Supplied material ▸
________________
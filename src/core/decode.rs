//! Decode units: produce frames for a session's window on the decode pool.
//!
//! **Why**: Rasterization and disk I/O may block for milliseconds. They run
//! on `Workers`, never on the state queue or the presentation thread.
//!
//! **Used by**: PlayerSession (schedules `Pipeline::run_refill` when the window
//! is hungry)
//!
//! # Frame Sources
//!
//! In priority order:
//! 1. `SharedFrameCache` - another live session already decoded it
//! 2. `DiskFrameStore` - persisted by an earlier session, delta base matches
//!    (store-only sessions decode along the chain when it does not)
//! 3. Rasterizer - fresh decode, then registered in the cache and persisted
//!
//! # Teardown
//!
//! A running unit holds an `Arc<Pipeline>`. When the session is disposed
//! mid-unit, the unit's completion drops the last reference and releases the
//! decoder, store and window.

use log::{debug, trace};
use std::sync::atomic::{AtomicBool, Ordering};
use std::sync::{Arc, Mutex};

use super::disk_store::DiskFrameStore;
use super::frame_cache::SharedFrameCache;
use super::window::{CommitOutcome, PlaybackWindow, RefillGate};
use crate::entities::frame::mirror_rows;
use crate::entities::{AnimationKey, DecoderHandle, FrameBuffer};

/// Produces single frames for one animation key.
pub struct FrameProducer {
    key: AnimationKey,
    /// None when playing purely from a finished disk store
    decoder: Option<Mutex<Box<dyn DecoderHandle>>>,
    store: Option<Arc<DiskFrameStore>>,
    cache: SharedFrameCache,
    end_bound: i32,
}

impl FrameProducer {
    pub fn new(
        key: AnimationKey,
        decoder: Option<Box<dyn DecoderHandle>>,
        store: Option<Arc<DiskFrameStore>>,
        cache: SharedFrameCache,
        end_bound: i32,
    ) -> Self {
        Self {
            key,
            decoder: decoder.map(Mutex::new),
            store,
            cache,
            end_bound,
        }
    }

    pub fn key(&self) -> &AnimationKey {
        &self.key
    }

    pub fn store(&self) -> Option<&Arc<DiskFrameStore>> {
        self.store.as_ref()
    }

    /// Frames come only from the disk store
    pub fn is_disk_only(&self) -> bool {
        self.decoder.is_none()
    }

    /// Frame `index`, following `base` in the window. None is end of stream.
    pub fn produce(&self, index: i32, base: Option<&FrameBuffer>) -> Option<FrameBuffer> {
        if let Some(frame) = self.cache.lookup(&self.key, index) {
            return Some(frame);
        }

        if let Some(store) = &self.store {
            // Without a rasterizer a base mismatch (after a jump) walks the chain
            let pixels = store
                .read_frame(base, index)
                .or_else(|| self.is_disk_only().then(|| store.read_chain(index)).flatten());
            if let Some(pixels) = pixels {
                if let Some(frame) = FrameBuffer::new(self.key.clone(), index, pixels) {
                    trace!("Frame {}:{} read from disk", self.key, index);
                    self.cache.register(&frame);
                    return Some(frame);
                }
            }
        }

        let frame = self.rasterize(index)?;
        self.cache.register(&frame);
        if let Some(store) = &self.store {
            store.write_frame(base, &frame, self.end_bound);
        }
        Some(frame)
    }

    fn rasterize(&self, index: i32) -> Option<FrameBuffer> {
        let decoder = self.decoder.as_ref()?;
        let width = self.key.pixel_width();
        let height = self.key.pixel_height();
        let stride = crate::entities::bytes_per_row(width);
        let mut pixels = vec![0u8; stride * height];

        let rendered = decoder
            .lock()
            .unwrap_or_else(|e| e.into_inner())
            .render_frame(index, &mut pixels, width, height, stride);
        if !rendered {
            debug!("Rasterizer produced nothing for {}:{}", self.key, index);
            return None;
        }

        if self.key.mirror {
            mirror_rows(&mut pixels, width, stride);
        }
        trace!("Frame {}:{} rasterized", self.key, index);
        FrameBuffer::new(self.key.clone(), index, pixels)
    }
}

/// What one refill unit did.
#[derive(Debug, Default, Clone, Copy, PartialEq, Eq)]
pub struct RefillReport {
    pub produced: usize,
    pub wrapped: bool,
    pub exhausted: bool,
}

/// Everything a decode unit touches for one session.
pub struct Pipeline {
    pub window: Mutex<PlaybackWindow>,
    pub producer: FrameProducer,
    pub gate: RefillGate,
    pub cancelled: Arc<AtomicBool>,
}

impl Pipeline {
    pub fn new(window: PlaybackWindow, producer: FrameProducer, cancelled: Arc<AtomicBool>) -> Self {
        Self {
            window: Mutex::new(window),
            producer,
            gate: RefillGate::new(),
            cancelled,
        }
    }

    fn is_cancelled(&self) -> bool {
        self.cancelled.load(Ordering::Acquire)
    }

    /// Fill the window up to capacity. Caller must hold the refill gate;
    /// it is released before returning.
    pub fn run_refill(&self) -> RefillReport {
        let mut report = RefillReport::default();

        loop {
            if self.is_cancelled() {
                break;
            }
            let reservation = {
                let window = self.window.lock().unwrap_or_else(|e| e.into_inner());
                window.reserve()
            };
            let Some(reservation) = reservation else {
                break;
            };

            let frame = self.producer.produce(reservation.index, reservation.base.as_ref());
            if self.is_cancelled() {
                break;
            }

            let had_frame = frame.is_some();
            let outcome = {
                let mut window = self.window.lock().unwrap_or_else(|e| e.into_inner());
                match frame {
                    Some(frame) => window.commit(reservation, frame),
                    None => window.fail(reservation),
                }
            };
            if had_frame && outcome != CommitOutcome::Discarded {
                report.produced += 1;
            }

            match outcome {
                CommitOutcome::Stored => {}
                CommitOutcome::Wrapped => {
                    report.wrapped = true;
                    if let Some(store) = self.producer.store() {
                        store.mark_finished();
                    }
                    // No frame: end of stream for this unit, next refill retries
                    if !had_frame {
                        break;
                    }
                }
                CommitOutcome::Exhausted => {
                    report.exhausted = true;
                    if let Some(store) = self.producer.store() {
                        store.mark_finished();
                    }
                    break;
                }
                CommitOutcome::Discarded => break,
            }
        }

        self.gate.release();
        debug!(
            "Refill {}: produced {}, wrapped={}, exhausted={}",
            self.producer.key(),
            report.produced,
            report.wrapped,
            report.exhausted
        );
        report
    }
}

#[cfg(test)]
mod tests {
    use super::*;
    use crate::core::disk_store::StoreHeader;
    use crate::entities::{AnimationSource, PlayPolicy};
    use std::sync::atomic::AtomicUsize;
    use std::time::Duration;
    use tempfile::TempDir;

    /// Fills each frame with its index, counts calls, fails past `end`.
    struct CountingDecoder {
        calls: Arc<AtomicUsize>,
        end: i32,
    }

    impl DecoderHandle for CountingDecoder {
        fn render_frame(&mut self, index: i32, out: &mut [u8], _w: usize, _h: usize, _s: usize) -> bool {
            self.calls.fetch_add(1, Ordering::SeqCst);
            if index >= self.end {
                return false;
            }
            out.fill(index as u8);
            out[0] = 0xAA;
            true
        }

        fn source_fps(&self) -> u32 {
            30
        }

        fn start_frame(&self) -> i32 {
            0
        }

        fn end_frame(&self) -> i32 {
            self.end
        }
    }

    fn key(name: &str) -> AnimationKey {
        AnimationKey::new(AnimationSource::Bundle(name.into()), 4, 4)
    }

    fn producer(
        key: &AnimationKey,
        cache: &SharedFrameCache,
        store: Option<Arc<DiskFrameStore>>,
        end: i32,
    ) -> (FrameProducer, Arc<AtomicUsize>) {
        let calls = Arc::new(AtomicUsize::new(0));
        let decoder = CountingDecoder {
            calls: Arc::clone(&calls),
            end,
        };
        let p = FrameProducer::new(key.clone(), Some(Box::new(decoder)), store, cache.clone(), end);
        (p, calls)
    }

    #[test]
    fn test_cache_hit_skips_rasterizer() {
        let cache = SharedFrameCache::new();
        let k = key("hit");
        let (a, a_calls) = producer(&k, &cache, None, 10);
        let (b, b_calls) = producer(&k, &cache, None, 10);

        let first = a.produce(0, None).unwrap();
        let second = b.produce(0, None).unwrap();
        assert_eq!(first.id(), second.id());
        assert_eq!(a_calls.load(Ordering::SeqCst), 1);
        assert_eq!(b_calls.load(Ordering::SeqCst), 0);

        drop(first);
        drop(second);
        b.produce(0, None).unwrap();
        assert_eq!(b_calls.load(Ordering::SeqCst), 1);
    }

    #[test]
    fn test_disk_read_skips_rasterizer() {
        let dir = TempDir::new().unwrap();
        let k = key("disk");
        let store = DiskFrameStore::open(dir.path(), &k, Duration::from_secs(60)).unwrap();
        store.initialize(StoreHeader::new(&k, 30, 1, 0, 10, 180));

        let (writer, _) = producer(&k, &SharedFrameCache::new(), Some(Arc::clone(&store)), 10);
        let f0 = writer.produce(0, None).unwrap();
        let f1 = writer.produce(1, Some(&f0)).unwrap();
        assert_eq!(store.len(), 2);

        let (reader, calls) = producer(&k, &SharedFrameCache::new(), Some(store), 10);
        let r0 = reader.produce(0, None).unwrap();
        let r1 = reader.produce(1, Some(&r0)).unwrap();
        assert_eq!(calls.load(Ordering::SeqCst), 0);
        assert_eq!(r0.pixels(), f0.pixels());
        assert_eq!(r1.pixels(), f1.pixels());
    }

    #[test]
    fn test_disk_only_without_record_is_end_of_stream() {
        let cache = SharedFrameCache::new();
        let k = key("disk-only");
        let p = FrameProducer::new(k, None, None, cache, 10);
        assert!(p.is_disk_only());
        assert!(p.produce(0, None).is_none());
    }

    /// Run refills and take frames until `count` have been shown.
    fn play(pipeline: &Pipeline, count: usize) -> Vec<i32> {
        let mut shown = Vec::new();
        while shown.len() < count {
            pipeline.gate.try_acquire();
            let report = pipeline.run_refill();
            let mut window = pipeline.window.lock().unwrap();
            while let Some(d) = window.take_one() {
                shown.push(d.frame.index());
            }
            if window.is_stopped() || (report.exhausted && window.is_drained()) {
                break;
            }
        }
        shown
    }

    #[test]
    fn test_jump_keeps_store_chain_playable() {
        let dir = TempDir::new().unwrap();
        let k = key("jump");
        let store = DiskFrameStore::open(dir.path(), &k, Duration::from_secs(60)).unwrap();
        store.initialize(StoreHeader::new(&k, 30, 1, 0, 10, 180));

        let (p, _) = producer(&k, &SharedFrameCache::new(), Some(Arc::clone(&store)), 10);
        let pipeline = Pipeline::new(
            PlaybackWindow::new(0, 10, 1, 4, PlayPolicy::PlayCount(2)),
            p,
            Arc::new(AtomicBool::new(false)),
        );
        pipeline.gate.try_acquire();
        pipeline.run_refill();
        pipeline.window.lock().unwrap().jump_to(7);
        let shown = play(&pipeline, 64);
        assert_eq!(&shown[..7], &[0, 1, 2, 3, 7, 8, 9]);
        assert!(store.is_finished());
        drop(pipeline);

        // Store-only replay covers the whole range, including a jump
        let reader = FrameProducer::new(k.clone(), None, Some(Arc::clone(&store)), SharedFrameCache::new(), 10);
        let pipeline = Pipeline::new(
            PlaybackWindow::new(0, 10, 1, 4, PlayPolicy::Once),
            reader,
            Arc::new(AtomicBool::new(false)),
        );
        assert_eq!(play(&pipeline, 64), (0..10).collect::<Vec<_>>());

        let (reference, _) = producer(&k, &SharedFrameCache::new(), None, 10);
        let reader = FrameProducer::new(k, None, Some(store), SharedFrameCache::new(), 10);
        let jumped = reader.produce(6, None).unwrap();
        assert_eq!(jumped.pixels(), reference.produce(6, None).unwrap().pixels());
    }

    #[test]
    fn test_mirror_applied_before_cache() {
        let cache = SharedFrameCache::new();
        let k = key("mirror").with_mirror(true);
        let (p, _) = producer(&k, &cache, None, 10);
        let frame = p.produce(3, None).unwrap();
        // Marker byte written at pixel 0 ends up in the last pixel of row 0
        assert_eq!(frame.pixels()[0], 3);
        assert_eq!(frame.pixels()[3 * 4], 0xAA);
    }

    #[test]
    fn test_refill_fills_window_and_releases_gate() {
        let cache = SharedFrameCache::new();
        let k = key("refill");
        let (p, calls) = producer(&k, &cache, None, 10);
        let window = PlaybackWindow::new(0, 10, 1, 4, PlayPolicy::Loop);
        let pipeline = Pipeline::new(window, p, Arc::new(AtomicBool::new(false)));

        assert!(pipeline.gate.try_acquire());
        let report = pipeline.run_refill();
        assert_eq!(report.produced, 4);
        assert!(!pipeline.gate.is_busy());
        assert_eq!(calls.load(Ordering::SeqCst), 4);
        assert_eq!(pipeline.window.lock().unwrap().len(), 4);
    }

    #[test]
    fn test_refill_cancelled_produces_nothing() {
        let cache = SharedFrameCache::new();
        let k = key("cancel");
        let (p, calls) = producer(&k, &cache, None, 10);
        let window = PlaybackWindow::new(0, 10, 1, 4, PlayPolicy::Loop);
        let pipeline = Pipeline::new(window, p, Arc::new(AtomicBool::new(true)));

        pipeline.gate.try_acquire();
        let report = pipeline.run_refill();
        assert_eq!(report, RefillReport::default());
        assert_eq!(calls.load(Ordering::SeqCst), 0);
        assert!(!pipeline.gate.is_busy());
    }

    #[test]
    fn test_refill_stops_on_decode_failure() {
        let cache = SharedFrameCache::new();
        let k = key("stall");
        // Reported range is 10 frames, decoder gives up after 2
        let calls = Arc::new(AtomicUsize::new(0));
        let decoder = CountingDecoder {
            calls: Arc::clone(&calls),
            end: 2,
        };
        let p = FrameProducer::new(k, Some(Box::new(decoder)), None, cache, 10);
        let window = PlaybackWindow::new(0, 10, 1, 4, PlayPolicy::Loop);
        let pipeline = Pipeline::new(window, p, Arc::new(AtomicBool::new(false)));

        pipeline.gate.try_acquire();
        let report = pipeline.run_refill();
        assert_eq!(report.produced, 2);
        assert!(report.wrapped);
        assert_eq!(pipeline.window.lock().unwrap().cursor(), 0);
    }
}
________________
What is needed ▸ Every line above from the line with "it does not)" to the line with "session is disposed", inclusive, must be returned exactly; no other line belongs in the reply.

Completed task ▸
//!    (store-only sessions decode along the chain when it does not)
//! 3. Rasterizer - fresh decode, then registered in the cache and persisted
//!
//! # Teardown
//!
//! A running unit holds an `Arc<Pipeline>`. When the session is disposed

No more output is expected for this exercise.